* **Task requirements**: Reproduce all of the records exactly.

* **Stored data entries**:
################

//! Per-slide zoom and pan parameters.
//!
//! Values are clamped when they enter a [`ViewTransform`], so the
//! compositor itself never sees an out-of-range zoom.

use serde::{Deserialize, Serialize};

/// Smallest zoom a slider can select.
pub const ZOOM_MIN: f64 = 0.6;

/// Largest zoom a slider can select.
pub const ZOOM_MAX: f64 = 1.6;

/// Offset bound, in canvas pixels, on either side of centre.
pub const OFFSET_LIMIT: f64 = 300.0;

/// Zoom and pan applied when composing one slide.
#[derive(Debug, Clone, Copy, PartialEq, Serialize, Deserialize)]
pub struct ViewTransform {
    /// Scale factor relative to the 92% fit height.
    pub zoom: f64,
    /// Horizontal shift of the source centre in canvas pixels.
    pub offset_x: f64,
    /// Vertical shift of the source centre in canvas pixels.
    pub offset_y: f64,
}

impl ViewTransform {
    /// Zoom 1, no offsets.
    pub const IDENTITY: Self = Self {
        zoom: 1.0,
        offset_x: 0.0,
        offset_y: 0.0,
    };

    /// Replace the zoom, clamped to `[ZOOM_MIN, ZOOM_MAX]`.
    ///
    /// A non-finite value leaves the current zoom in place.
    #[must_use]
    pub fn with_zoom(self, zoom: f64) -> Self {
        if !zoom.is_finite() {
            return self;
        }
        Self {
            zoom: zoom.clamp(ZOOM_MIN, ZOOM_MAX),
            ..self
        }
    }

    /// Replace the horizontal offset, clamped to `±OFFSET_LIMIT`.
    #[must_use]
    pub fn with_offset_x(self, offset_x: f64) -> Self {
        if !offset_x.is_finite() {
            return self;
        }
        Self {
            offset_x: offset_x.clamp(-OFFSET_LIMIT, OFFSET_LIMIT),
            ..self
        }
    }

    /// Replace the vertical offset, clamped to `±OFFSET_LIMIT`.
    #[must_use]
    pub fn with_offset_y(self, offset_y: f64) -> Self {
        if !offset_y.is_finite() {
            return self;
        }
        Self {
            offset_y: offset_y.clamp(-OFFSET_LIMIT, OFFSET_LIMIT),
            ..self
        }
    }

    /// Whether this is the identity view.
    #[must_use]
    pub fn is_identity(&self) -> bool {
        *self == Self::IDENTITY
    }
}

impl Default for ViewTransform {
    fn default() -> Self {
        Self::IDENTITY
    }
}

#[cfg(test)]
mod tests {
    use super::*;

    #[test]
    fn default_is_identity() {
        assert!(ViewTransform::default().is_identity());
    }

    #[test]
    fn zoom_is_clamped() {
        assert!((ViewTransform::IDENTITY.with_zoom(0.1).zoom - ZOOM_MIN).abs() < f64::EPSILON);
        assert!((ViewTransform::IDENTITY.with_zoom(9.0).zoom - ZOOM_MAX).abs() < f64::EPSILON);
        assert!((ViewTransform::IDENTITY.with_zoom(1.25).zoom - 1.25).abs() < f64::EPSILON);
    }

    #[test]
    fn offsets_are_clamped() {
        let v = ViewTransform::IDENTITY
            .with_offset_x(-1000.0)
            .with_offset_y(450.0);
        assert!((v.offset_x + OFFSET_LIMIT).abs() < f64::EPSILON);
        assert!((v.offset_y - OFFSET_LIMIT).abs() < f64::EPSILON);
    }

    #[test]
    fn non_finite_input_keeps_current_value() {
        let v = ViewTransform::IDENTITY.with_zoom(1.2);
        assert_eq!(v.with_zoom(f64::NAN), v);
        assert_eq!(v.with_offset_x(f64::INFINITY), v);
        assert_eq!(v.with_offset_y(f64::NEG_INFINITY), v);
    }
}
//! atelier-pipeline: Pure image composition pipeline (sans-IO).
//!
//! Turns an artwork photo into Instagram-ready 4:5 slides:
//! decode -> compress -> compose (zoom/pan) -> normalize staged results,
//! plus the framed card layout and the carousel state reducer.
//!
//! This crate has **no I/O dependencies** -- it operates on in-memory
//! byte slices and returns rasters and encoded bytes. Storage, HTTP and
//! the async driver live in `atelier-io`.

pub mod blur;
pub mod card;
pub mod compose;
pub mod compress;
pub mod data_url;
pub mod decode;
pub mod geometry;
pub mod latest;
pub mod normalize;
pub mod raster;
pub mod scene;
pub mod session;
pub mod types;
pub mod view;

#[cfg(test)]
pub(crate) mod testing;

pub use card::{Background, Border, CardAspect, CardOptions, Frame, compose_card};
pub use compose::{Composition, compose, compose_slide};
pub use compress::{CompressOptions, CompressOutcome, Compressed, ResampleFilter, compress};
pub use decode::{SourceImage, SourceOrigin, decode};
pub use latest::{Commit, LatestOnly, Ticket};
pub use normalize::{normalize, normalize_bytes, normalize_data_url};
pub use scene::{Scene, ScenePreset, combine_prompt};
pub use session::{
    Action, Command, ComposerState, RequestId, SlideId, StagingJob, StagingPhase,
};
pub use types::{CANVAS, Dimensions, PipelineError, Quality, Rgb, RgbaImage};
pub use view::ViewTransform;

################

* **Final answer**:
//! Per-slide zoom and pan parameters.
//!
//! Values are clamped when they enter a [`ViewTransform`], so the
//! compositor itself never sees an out-of-range zoom.

use serde::{Deserialize, Serialize};

/// Smallest zoom a slider can select.
pub const ZOOM_MIN: f64 = 0.6;

/// Largest zoom a slider can select.
pub const ZOOM_MAX: f64 = 1.6;

/// Offset bound, in canvas pixels, on either side of centre.
pub const OFFSET_LIMIT: f64 = 300.0;

/// Zoom and pan applied when composing one slide.
#[derive(Debug, Clone, Copy, PartialEq, Serialize, Deserialize)]
pub struct ViewTransform {
    /// Scale factor relative to the 92% fit height.
    pub zoom: f64,
    /// Horizontal shift of the source centre in canvas pixels.
    pub offset_x: f64,
    /// Vertical shift of the source centre in canvas pixels.
    pub offset_y: f64,
}

impl ViewTransform {
    /// Zoom 1, no offsets.
    pub const IDENTITY: Self = Self {
        zoom: 1.0,
        offset_x: 0.0,
        offset_y: 0.0,
    };

    /// Replace the zoom, clamped to `[ZOOM_MIN, ZOOM_MAX]`.
    ///
    /// A non-finite value leaves the current zoom in place.
    #[must_use]
    pub fn with_zoom(self, zoom: f64) -> Self {
        if !zoom.is_finite() {
            return self;
        }
        Self {
            zoom: zoom.clamp(ZOOM_MIN, ZOOM_MAX),
            ..self
        }
    }

    /// Replace the horizontal offset, clamped to `±OFFSET_LIMIT`.
    #[must_use]
    pub fn with_offset_x(self, offset_x: f64) -> Self {
        if !offset_x.is_finite() {
            return self;
        }
        Self {
            offset_x: offset_x.clamp(-OFFSET_LIMIT, OFFSET_LIMIT),
            ..self
        }
    }

    /// Replace the vertical offset, clamped to `±OFFSET_LIMIT`.
    #[must_use]
    pub fn with_offset_y(self, offset_y: f64) -> Self {
        if !offset_y.is_finite() {
            return self;
        }
        Self {
            offset_y: offset_y.clamp(-OFFSET_LIMIT, OFFSET_LIMIT),
            ..self
        }
    }

    /// Whether this is the identity view.
    #[must_use]
    pub fn is_identity(&self) -> bool {
        *self == Self::IDENTITY
    }
}

impl Default for ViewTransform {
    fn default() -> Self {
        Self::IDENTITY
    }
}

#[cfg(test)]
mod tests {
    use super::*;

    #[test]
    fn default_is_identity() {
        assert!(ViewTransform::default().is_identity());
    }

    #[test]
    fn zoom_is_clamped() {
        assert!((ViewTransform::IDENTITY.with_zoom(0.1).zoom - ZOOM_MIN).abs() < f64::EPSILON);
        assert!((ViewTransform::IDENTITY.with_zoom(9.0).zoom - ZOOM_MAX).abs() < f64::EPSILON);
        assert!((ViewTransform::IDENTITY.with_zoom(1.25).zoom - 1.25).abs() < f64::EPSILON);
    }

    #[test]
    fn offsets_are_clamped() {
        let v = ViewTransform::IDENTITY
            .with_offset_x(-1000.0)
            .with_offset_y(450.0);
        assert!((v.offset_x + OFFSET_LIMIT).abs() < f64::EPSILON);
        assert!((v.offset_y - OFFSET_LIMIT).abs() < f64::EPSILON);
    }

    #[test]
    fn non_finite_input_keeps_current_value() {
        let v = ViewTransform::IDENTITY.with_zoom(1.2);
        assert_eq!(v.with_zoom(f64::NAN), v);
        assert_eq!(v.with_offset_x(f64::INFINITY), v);
        assert_eq!(v.with_offset_y(f64::NEG_INFINITY), v);
    }
}
//! atelier-pipeline: Pure image composition pipeline (sans-IO).
//!
//! Turns an artwork photo into Instagram-ready 4:5 slides:
//! decode -> compress -> compose (zoom/pan) -> normalize staged results,
//! plus the framed card layout and the carousel state reducer.
//!
//! This crate has **no I/O dependencies** -- it operates on in-memory
//! byte slices and returns rasters and encoded bytes. Storage, HTTP and
//! the async driver live in `atelier-io`.

pub mod blur;
pub mod card;
pub mod compose;
pub mod compress;
pub mod data_url;
pub mod decode;
pub mod geometry;
pub mod latest;
pub mod normalize;
pub mod raster;
pub mod scene;
pub mod session;
pub mod types;
pub mod view;

#[cfg(test)]
pub(crate) mod testing;

pub use card::{Background, Border, CardAspect, CardOptions, Frame, compose_card};
pub use compose::{Composition, compose, compose_slide};
pub use compress::{CompressOptions, CompressOutcome, Compressed, ResampleFilter, compress};
pub use decode::{SourceImage, SourceOrigin, decode};
pub use latest::{Commit, LatestOnly, Ticket};
pub use normalize::{normalize, normalize_bytes, normalize_data_url};
pub use scene::{Scene, ScenePreset, combine_prompt};
pub use session::{
    Action, Command, ComposerState, RequestId, SlideId, StagingJob, StagingPhase,
};
pub use types::{CANVAS, Dimensions, PipelineError, Quality, Rgb, RgbaImage};
pub use view::ViewTransform;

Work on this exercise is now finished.